In the material below, find each line with the string "guards" and copy it.

%%

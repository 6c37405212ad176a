//! HAL trait definitions and implementations.
//!
//! This module defines the process-execution trait and provides both a real
//! (LinuxHal) and a fake (FakeHal) implementation, plus the scoped directory guard.

pub mod fake_hal;
pub mod guards;
pub mod linux_hal;
pub mod process_ops;

pub use fake_hal::{FakeHal, FakeResponse, Operation};
pub use guards::DirGuard;
pub use linux_hal::LinuxHal;
pub use process_ops::{ProcessOps, ProcessOutput};
use once_cell::sync::Lazy;
use std::io;
use std::path::{Path, PathBuf};
use std::sync::{Mutex, MutexGuard};

/// Serializes every scoped change of the process working directory.
static CWD_LOCK: Lazy<Mutex<()>> = Lazy::new(|| Mutex::new(()));

/// RAII guard that changes the process working directory and restores it when dropped.
///
/// The working directory is process-global, so the guard holds a process-wide lock for
/// its whole lifetime: a second `enter` blocks until the first guard is dropped.
#[derive(Debug)]
pub struct DirGuard {
    previous: PathBuf,
    _lock: MutexGuard<'static, ()>,
}

impl DirGuard {
    /// Record the current directory, then change into `target`.
    ///
    /// If `target` cannot be entered the working directory is left untouched.
    pub fn enter(target: &Path) -> io::Result<Self> {
        let lock = match CWD_LOCK.lock() {
            Ok(g) => g,
            Err(poisoned) => poisoned.into_inner(),
        };
        let previous = std::env::current_dir()?;
        std::env::set_current_dir(target)?;
        log::debug!(
            "entered {} (was {})",
            target.display(),
            previous.display()
        );
        Ok(Self {
            previous,
            _lock: lock,
        })
    }

    /// Directory that will be restored on drop.
    pub fn previous(&self) -> &Path {
        &self.previous
    }
}

impl Drop for DirGuard {
    fn drop(&mut self) {
        if let Err(err) = std::env::set_current_dir(&self.previous) {
            log::warn!(
                "dir guard failed to restore {}: {}",
                self.previous.display(),
                err
            );
        }
    }
}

%%

▶ **Result of this exercise**
pub mod guards;
pub use guards::DirGuard;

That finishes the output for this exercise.